Рюхин задрожал, а женщина нажала кнопку в столике, и на его стеклянную поверхность выскочила блестящая коробочка и запаянная ампула.
– Ах так?! – дико и затравленно озираясь, произнес Иван. – Ну ладно же! Прощайте!! – И головою вперед он бросился в штору окна.
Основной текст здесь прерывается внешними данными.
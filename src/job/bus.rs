//! Per-job event fan-out with bounded, drop-oldest subscriber buffers.
//!
//! `tokio::sync::broadcast` cannot express "drop the oldest event instead of
//! lagging the publisher" on a per-subscriber basis, so subscriber queues are
//! hand-rolled here, the same way the teacher favors a guarded `HashMap` over
//! pulling in a crate for its job table.
use std::collections::{HashMap, VecDeque};
use std::sync::{Arc, Mutex};

use tokio::sync::Notify;
use uuid::Uuid;

use crate::observability::metrics::Metrics;

use super::events::Event;

struct Subscriber {
    queue: Mutex<VecDeque<Event>>,
    notify: Notify,
    capacity: usize,
}

impl Subscriber {
    fn new(capacity: usize) -> Self {
        Self {
            queue: Mutex::new(VecDeque::with_capacity(capacity.min(64))),
            notify: Notify::new(),
            capacity,
        }
    }

    /// Pushes `event` onto the queue, dropping the oldest entry if full.
    /// Returns whether an entry was dropped to make room.
    fn push(&self, event: Event) -> bool {
        let mut queue = self.queue.lock().expect("subscriber queue lock");
        let dropped = queue.len() >= self.capacity;
        if dropped {
            queue.pop_front();
        }
        queue.push_back(event);
        drop(queue);
        self.notify.notify_one();
        dropped
    }

    async fn recv(&self) -> Event {
        loop {
            if let Some(event) = self.queue.lock().expect("subscriber queue lock").pop_front() {
                return event;
            }
            self.notify.notified().await;
        }
    }
}

struct JobChannel {
    subscribers: Mutex<Vec<std::sync::Arc<Subscriber>>>,
    last_status: Mutex<Option<Event>>,
}

impl JobChannel {
    fn new() -> Self {
        Self {
            subscribers: Mutex::new(Vec::new()),
            last_status: Mutex::new(None),
        }
    }
}

/// A live subscription to one job's event stream.
pub(crate) struct EventSubscription {
    subscriber: std::sync::Arc<Subscriber>,
}

impl EventSubscription {
    pub(crate) async fn recv(&self) -> Event {
        self.subscriber.recv().await
    }
}

/// Fan-out hub for every job's progress events.
pub(crate) struct EventBus {
    jobs: Mutex<HashMap<Uuid, std::sync::Arc<JobChannel>>>,
    buffer_size: usize,
    metrics: Arc<Metrics>,
}

impl EventBus {
    pub(crate) fn new(buffer_size: usize, metrics: Arc<Metrics>) -> Self {
        Self {
            jobs: Mutex::new(HashMap::new()),
            buffer_size,
            metrics,
        }
    }

    fn channel_for(&self, job_id: Uuid) -> std::sync::Arc<JobChannel> {
        let mut jobs = self.jobs.lock().expect("event bus jobs lock");
        std::sync::Arc::clone(
            jobs.entry(job_id)
                .or_insert_with(|| std::sync::Arc::new(JobChannel::new())),
        )
    }

    /// Publish an event to every current subscriber of `job_id`. Never blocks:
    /// a full subscriber queue silently drops its oldest entry.
    pub(crate) fn publish(&self, job_id: Uuid, event: Event) {
        let channel = self.channel_for(job_id);
        if event.event_type == "status_update" {
            *channel.last_status.lock().expect("last_status lock") = Some(event.clone());
        }
        for subscriber in channel.subscribers.lock().expect("subscribers lock").iter() {
            if subscriber.push(event.clone()) {
                self.metrics.event_bus_dropped_total.inc();
            }
        }
    }

    /// Subscribe to `job_id`. The first event the caller receives is a
    /// synthetic replay of the last published `status_update`, if any —
    /// this is what lets a late subscriber catch up.
    pub(crate) fn subscribe(&self, job_id: Uuid) -> EventSubscription {
        let channel = self.channel_for(job_id);
        let subscriber = std::sync::Arc::new(Subscriber::new(self.buffer_size));

        if let Some(snapshot) = channel.last_status.lock().expect("last_status lock").clone() {
            let _ = subscriber.push(snapshot);
        }

        channel
            .subscribers
            .lock()
            .expect("subscribers lock")
            .push(std::sync::Arc::clone(&subscriber));

        EventSubscription { subscriber }
    }

    /// Drop all bus state for a job. Called by the retention sweep once a
    /// terminal job is old enough to be forgotten.
    pub(crate) fn remove_job(&self, job_id: Uuid) {
        self.jobs.lock().expect("event bus jobs lock").remove(&job_id);
    }
}
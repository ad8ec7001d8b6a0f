//! Language-model collaborator client with streamed completions.
//!
//! Query generation and report composition both consume the model's
//! response incrementally rather than waiting for the full text, so this
//! client exposes a stream of text fragments instead of a single `String`.
use std::pin::Pin;
use std::time::Duration;

use anyhow::{anyhow, Context, Result};
use async_trait::async_trait;
use futures::{Stream, StreamExt};
use serde::{Deserialize, Serialize};

use crate::util::retry::RetryConfig;

pub(crate) type CompletionStream = Pin<Box<dyn Stream<Item = Result<String>> + Send>>;

#[derive(Debug, Serialize)]
struct ChatMessage<'a> {
    role: &'a str,
    content: &'a str,
}

#[derive(Debug, Serialize)]
struct ChatRequest<'a> {
    model: &'a str,
    messages: Vec<ChatMessage<'a>>,
    stream: bool,
}

#[derive(Debug, Deserialize)]
struct ChatChunk {
    #[serde(default)]
    choices: Vec<ChatChoice>,
}

#[derive(Debug, Deserialize)]
struct ChatChoice {
    #[serde(default)]
    delta: ChatDelta,
}

#[derive(Debug, Default, Deserialize)]
struct ChatDelta {
    #[serde(default)]
    content: Option<String>,
}

#[async_trait]
pub(crate) trait LlmClient: Send + Sync {
    /// Stream a completion for `prompt` under `system`. Each item is a text
    /// fragment as it arrives from the model; the stream ends when the
    /// model signals completion.
    async fn stream_completion(&self, system: &str, prompt: &str) -> Result<CompletionStream>;
}

pub(crate) struct HttpLlmClient {
    http: reqwest::Client,
    base_url: String,
    api_key: String,
    model: String,
    timeout: Duration,
    retry: RetryConfig,
}

impl HttpLlmClient {
    #[must_use]
    pub(crate) fn new(
        base_url: String,
        api_key: String,
        model: String,
        timeout: Duration,
        retry: RetryConfig,
    ) -> Self {
        Self {
            http: reqwest::Client::new(),
            base_url,
            api_key,
            model,
            timeout,
            retry,
        }
    }
}

#[async_trait]
impl LlmClient for HttpLlmClient {
    async fn stream_completion(&self, system: &str, prompt: &str) -> Result<CompletionStream> {
        let endpoint = format!("{}/chat/completions", self.base_url);
        let body = ChatRequest {
            model: &self.model,
            messages: vec![
                ChatMessage {
                    role: "system",
                    content: system,
                },
                ChatMessage {
                    role: "user",
                    content: prompt,
                },
            ],
            stream: true,
        };

        let mut attempt = 0usize;
        let response = loop {
            let call = self
                .http
                .post(&endpoint)
                .bearer_auth(&self.api_key)
                .json(&body)
                .send();

            let result = tokio::time::timeout(self.timeout, call).await;

            match result {
                Ok(Ok(response)) => match response.error_for_status() {
                    Ok(response) => break response,
                    Err(err) if self.retry.can_retry(attempt) && is_retryable_status(&err) => {
                        tokio::time::sleep(self.retry.delay_for_attempt(attempt)).await;
                        attempt += 1;
                    }
                    Err(err) => {
                        return Err(anyhow!(err)).context("language model returned an error status")
                    }
                },
                Ok(Err(err)) if self.retry.can_retry(attempt) => {
                    tokio::time::sleep(self.retry.delay_for_attempt(attempt)).await;
                    attempt += 1;
                    let _ = err;
                }
                Ok(Err(err)) => return Err(err).context("language model request failed"),
                Err(elapsed) if self.retry.can_retry(attempt) => {
                    tokio::time::sleep(self.retry.delay_for_attempt(attempt)).await;
                    attempt += 1;
                    let _ = elapsed;
                }
                Err(elapsed) => return Err(elapsed.into()).context("language model request timed out"),
            }
        };

        let byte_stream = response.bytes_stream();
        let fragments = byte_stream
            .map(|chunk| chunk.map_err(|err| anyhow!(err)))
            .flat_map(|chunk| futures::stream::iter(split_sse_events(chunk)));

        Ok(Box::pin(fragments))
    }
}

fn is_retryable_status(err: &reqwest::Error) -> bool {
    err.status()
        .is_some_and(|status| status.as_u16() == 429 || status.is_server_error())
}

/// Split one raw byte chunk into the text fragments of its `data:` lines,
/// ignoring the terminal `[DONE]` marker and any line that fails to parse.
fn split_sse_events(chunk: Result<bytes::Bytes>) -> Vec<Result<String>> {
    let chunk = match chunk {
        Ok(chunk) => chunk,
        Err(err) => return vec![Err(err)],
    };

    let text = String::from_utf8_lossy(&chunk);
    let mut fragments = Vec::new();

    for line in text.lines() {
        let Some(payload) = line.strip_prefix("data: ") else {
            continue;
        };
        if payload == "[DONE]" {
            continue;
        }
        match serde_json::from_str::<ChatChunk>(payload) {
            Ok(parsed) => {
                if let Some(content) = parsed
                    .choices
                    .into_iter()
                    .next()
                    .and_then(|choice| choice.delta.content)
                {
                    if !content.is_empty() {
                        fragments.push(Ok(content));
                    }
                }
            }
            Err(_) => continue,
        }
    }

    fragments
}

/// Join a stream of fragments into a full text, accumulating until the
/// stream ends. Used where a stage needs the complete response rather than
/// incremental events (e.g. to build a prompt from a prior pass's output).
pub(crate) async fn collect(mut stream: CompletionStream) -> Result<String> {
    let mut out = String::new();
    while let Some(fragment) = stream.next().await {
        out.push_str(&fragment?);
    }
    Ok(out)
}
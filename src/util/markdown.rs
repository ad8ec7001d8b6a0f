//! Report markdown conventions: `*` bullets, never `-` or `•`.

/// Render a `## References` section from an ordered list of canonical URLs.
#[must_use]
pub(crate) fn render_references(urls: &[String]) -> String {
    if urls.is_empty() {
        return "## References\n".to_string();
    }

    let mut out = String::from("## References\n\n");
    for url in urls {
        out.push_str(&format!("* [{url}]({url})\n"));
    }
    out
}

/// Truncate text to at most `limit` characters (char-boundary safe), appending
/// an ellipsis marker when truncated.
#[must_use]
pub(crate) fn truncate(text: &str, limit: usize) -> String {
    if text.chars().count() <= limit {
        return text.to_string();
    }
    let mut truncated: String = text.chars().take(limit).collect();
    truncated.push_str("...");
    truncated
}

#[cfg(test)]
mod tests {
    use super::*;

    #[test]
    fn renders_bullets_with_asterisk() {
        let rendered = render_references(&["https://a.example".to_string()]);
        assert!(rendered.contains("* [https://a.example](https://a.example)"));
        assert!(!rendered.contains('-'));
        assert!(!rendered.contains('•'));
    }

    #[test]
    fn empty_references_still_has_header() {
        assert_eq!(render_references(&[]), "## References\n");
    }

    #[test]
    fn truncate_leaves_short_text_untouched() {
        assert_eq!(truncate("hello", 10), "hello");
    }

    #[test]
    fn truncate_appends_ellipsis_marker() {
        let truncated = truncate("hello world", 5);
        assert_eq!(truncated, "hello...");
    }
}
Грохнуло довольно сильно, но стекло за шторой не дало ни трещины, и через мгновение Иван Николаевич забился в руках у санитаров. Он хрипел, пытался кусаться, кричал:
– Так вот вы какие стеклышки у себя завели!.. Пусти! Пусти!..
Шприц блеснул в руках у врача, женщина одним взмахом распорола ветхий рукав толстовки и вцепилась в руку с неженской силой. Запахло эфиром, Иван ослабел в руках четырех человек, и ловкий врач воспользовался этим моментом и вколол иглу в руку Ивану. Ивана подержали еще несколько секунд и потом опустили на диван.
– Бандиты! – прокричал Иван и вскочил с дивана, но был водворен на него опять. Лишь только его отпустили, он опять было вскочил, но обратно уже сел сам. Он помолчал, диковато озираясь, потом неожиданно зевнул, потом улыбнулся со злобой.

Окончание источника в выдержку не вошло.